Однако, как и в случае слова, при переносе традиционной системы частей речи на языки иного строя явно проявилась ее неадекватность. Д. Гил, перефразируя известные слова И. Ньютона, замечает, что наша наука (имеется в виду европейская традиция) стоит на плечах гигантов, но гиганты стояли на неверном основании, абсолютизируя типологические особенности европейских языков [Gil 2000: 173]. При этом первоначальный греко-латинский шаблон сменился среднеевропейским [Croft 2001: xiii], но суть подхода не изменилась. Обычно на основе морфологии (иногда с добавлением синтаксиса) выделялись классы слов изучаемого языка, получавшие названия по типичным переводам на эталонный язык. Первоначально эталонным языком была латынь, а позднее в этой роли стал выступать либо родной язык исследователя, либо наиболее престижный для него язык (например, английский или русский). Интуиция исследователя при обращении к чужому языку могла вводить в заблуждение56, а стремление найти во всех языках те же части речи приводило к искажению языковой реальности.

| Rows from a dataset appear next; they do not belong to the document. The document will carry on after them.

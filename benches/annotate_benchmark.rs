//! Benchmarks for rubify annotation performance.
//!
//! Run with: cargo bench
//!
//! These benchmarks test annotation and rendering at various document sizes.

use criterion::{black_box, criterion_group, criterion_main, BenchmarkId, Criterion, Throughput};
use rubify::annotate::{guard, wrap_ruby};
use rubify::{annotate, AnnotateOptions, ConvertOptions, Layout};

/// Creates a synthetic study document with the given number of section groups.
fn create_test_document(block_count: usize) -> String {
    let mut text = String::from("俺物語１話\n내이야기 1 화\n");

    for i in 0..block_count {
        text.push_str("줄거리\n");
        text.push_str(&format!(
            "第{}場面。猛男(たけお)は大和(やまと)に\n（こころ）を奪(うば)われる。\n",
            i
        ));
        text.push_str("🎧 しゃどーいんぐ表現\n");
        text.push_str("美味(おい)しそう！\n👉 이 케이크 달아 보여요.\n");
        text.push_str("💬フリートーク\n");
        text.push_str("好(す)きな食(た)べ物(もの)は？\n좋아하는 음식은?\n");
        text.push_str("📖 単語\n");
        text.push_str("主人公(しゅじんこう) — 주인공\n단어：気になる 궁금하다\n");
    }

    text
}

/// Benchmark the annotation pipeline per preset.
fn bench_annotate(c: &mut Criterion) {
    let mut group = c.benchmark_group("annotate");

    for block_count in [10, 100, 500].iter() {
        let text = create_test_document(*block_count);
        group.throughput(Throughput::Bytes(text.len() as u64));

        for (name, options) in [
            ("plain", AnnotateOptions::plain()),
            ("sectioned", AnnotateOptions::sectioned()),
        ] {
            group.bench_with_input(BenchmarkId::new(name, block_count), &text, |b, text| {
                b.iter(|| annotate(black_box(text), &options));
            });
        }
    }

    group.finish();
}

/// Benchmark full HTML rendering, sequential versus parallel sections.
fn bench_render(c: &mut Criterion) {
    let mut group = c.benchmark_group("render_html");

    for block_count in [10, 100, 500].iter() {
        let text = create_test_document(*block_count);
        let parallel = ConvertOptions::default().with_layout(Layout::Sectioned);
        let sequential = parallel.clone().sequential();

        group.bench_with_input(
            BenchmarkId::new("parallel", block_count),
            &text,
            |b, text| {
                b.iter(|| rubify::render::render_html(black_box(text), &parallel));
            },
        );
        group.bench_with_input(
            BenchmarkId::new("sequential", block_count),
            &text,
            |b, text| {
                b.iter(|| rubify::render::render_html(black_box(text), &sequential));
            },
        );
    }

    group.finish();
}

/// Benchmark the individual stages on a prepared block.
fn bench_stages(c: &mut Criterion) {
    let text = create_test_document(100);
    let annotated = annotate(&text, &AnnotateOptions::sectioned());

    c.bench_function("wrap_ruby", |b| {
        b.iter(|| wrap_ruby(black_box(&text)));
    });

    c.bench_function("guard", |b| {
        b.iter(|| guard(black_box(&annotated)));
    });
}

criterion_group!(benches, bench_annotate, bench_render, bench_stages);
criterion_main!(benches);
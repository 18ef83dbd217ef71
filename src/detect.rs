//! Layout detection for study documents.

use crate::render::Layout;
use crate::section::{SectionKind, VOCABULARY_HEADER};

/// Returns true if the line opens a section in any document.
///
/// Vocabulary counts only through its `📖 単語` header. The bare `단어`
/// label is left out: single-block documents use it on ordinary
/// vocabulary lines.
pub fn is_strong_header(line: &str) -> bool {
    match SectionKind::from_header(line) {
        Some(SectionKind::Vocabulary) => line.contains(VOCABULARY_HEADER),
        Some(_) => true,
        None => false,
    }
}

/// Detect the layout from the document text.
///
/// A document with at least one strong section header is sectioned,
/// anything else is rendered as a single block.
pub fn detect_layout(text: &str) -> Layout {
    if text.lines().any(is_strong_header) {
        Layout::Sectioned
    } else {
        Layout::Plain
    }
}

#[cfg(test)]
mod tests {
    use super::*;

    #[test]
    fn test_detect_sectioned() {
        assert_eq!(detect_layout("タイトル\n줄거리\n本文"), Layout::Sectioned);
        assert_eq!(detect_layout("🎧 しゃどーいんぐ表現"), Layout::Sectioned);
        assert_eq!(detect_layout("x\n💬フリートーク"), Layout::Sectioned);
        assert_eq!(detect_layout("📖 単語\n言葉"), Layout::Sectioned);
    }

    #[test]
    fn test_strong_header_follows_section_markers() {
        assert!(is_strong_header("줄거리"));
        assert!(is_strong_header("🎧 しゃどーいんぐ表現"));
        assert!(is_strong_header("しゃどーいんぐ"));
        assert!(is_strong_header("💬フリートーク"));
        assert!(is_strong_header("📖 単語"));
        assert!(!is_strong_header("단어：気になる 궁금하다"));
        assert!(!is_strong_header("本文"));
    }

    #[test]
    fn test_detect_plain() {
        assert_eq!(detect_layout(""), Layout::Plain);
        assert_eq!(detect_layout("思（おも）いますか？"), Layout::Plain);
        assert_eq!(detect_layout("단어：気になる 궁금하다"), Layout::Plain);
        assert_eq!(detect_layout("줄거리가 재미있다"), Layout::Plain);
    }
}
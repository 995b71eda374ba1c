mod commands;
mod config;
mod schedule;

use anyhow::Result;
use clap::{Parser, Subcommand};

#[derive(Parser)]
#[command(name = "vercal")]
#[command(about = "Generate printable weekly-vertical paper calendars from a recurring-event schedule")]
struct Cli {
    #[command(subcommand)]
    command: Commands,
}

#[derive(Subcommand)]
enum Commands {
    /// Generate a calendar PDF
    Generate(commands::generate::GenerateArgs),
    /// Validate a schedule file and print its expanded occurrences
    Check(commands::check::CheckArgs),
}

fn main() -> Result<()> {
    let cli = Cli::parse();

    match cli.command {
        Commands::Generate(args) => commands::generate::run(args),
        Commands::Check(args) => commands::check::run(args),
    }
}
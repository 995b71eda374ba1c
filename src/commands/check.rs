//! The `check` command: validate a schedule file and preview its expansion.

use std::path::PathBuf;

use anyhow::Result;
use clap::Args;
use owo_colors::OwoColorize;
use vercal_core::{expand_all, DateEventIndex};

use crate::schedule;

#[derive(Debug, Args)]
pub struct CheckArgs {
    /// Schedule CSV to validate
    pub schedule: PathBuf,

    /// Print the per-date index as JSON instead of a table
    #[arg(long)]
    pub json: bool,
}

pub fn run(args: CheckArgs) -> Result<()> {
    let rules = schedule::read_rules(&args.schedule)?;
    let occurrences = expand_all(&rules);
    let index = DateEventIndex::from_occurrences(&occurrences);

    if args.json {
        println!("{}", serde_json::to_string_pretty(&index)?);
        return Ok(());
    }

    for (date, events) in index.iter() {
        println!("{}", date.to_string().bold());
        for event in events {
            match event.event_end {
                Some(end) => println!("  {}-{}  {}", event.event_start, end, event.event),
                None => println!("  {}        {}", event.event_start, event.event),
            }
        }
    }
    println!(
        "\n{} rules, {} occurrences across {} dates",
        rules.len(),
        occurrences.len(),
        index.date_count()
    );
    Ok(())
}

Важнейшим критерием при традиционном подходе оказывался перевод на эталонный язык. Как указывает Ю. Брошарт, для большинства лингвистов существительное – то, что переводится существительным на индоевропейские языки [Broschart 1997: 160]. Если несколько классов в переводе соответствовали одной европейской части речи, они сводились воедино. Например, три разных и с морфологической, и с синтаксической точки зрения класса японских слов объединялись в единый класс прилагательных (см. раздел 2.10). Если же морфологических классов, наоборот, было недостаточно для выделения всех канонических частей речи, то недостающие классы (а для изолирующих языков иногда и все классы) вычленялись по «значению», а на деле по переводу. Таковы, например, выделение «прилагательных» в индейских языках [Климов 1977: 103–105] или классификации по частям речи в европейской китаистике XIX в. [Рождественский 1958]. В крайних случаях критерий перевода мог оказаться решающим: даже во второй половине ХХ в. встречались формулировки: «Прилагательные лезгинского языка делятся на качественные и относительные… Относительные прилагательные – это, как правило, имена существительные в форме родительного падежа» [Мейланова 1967: 533].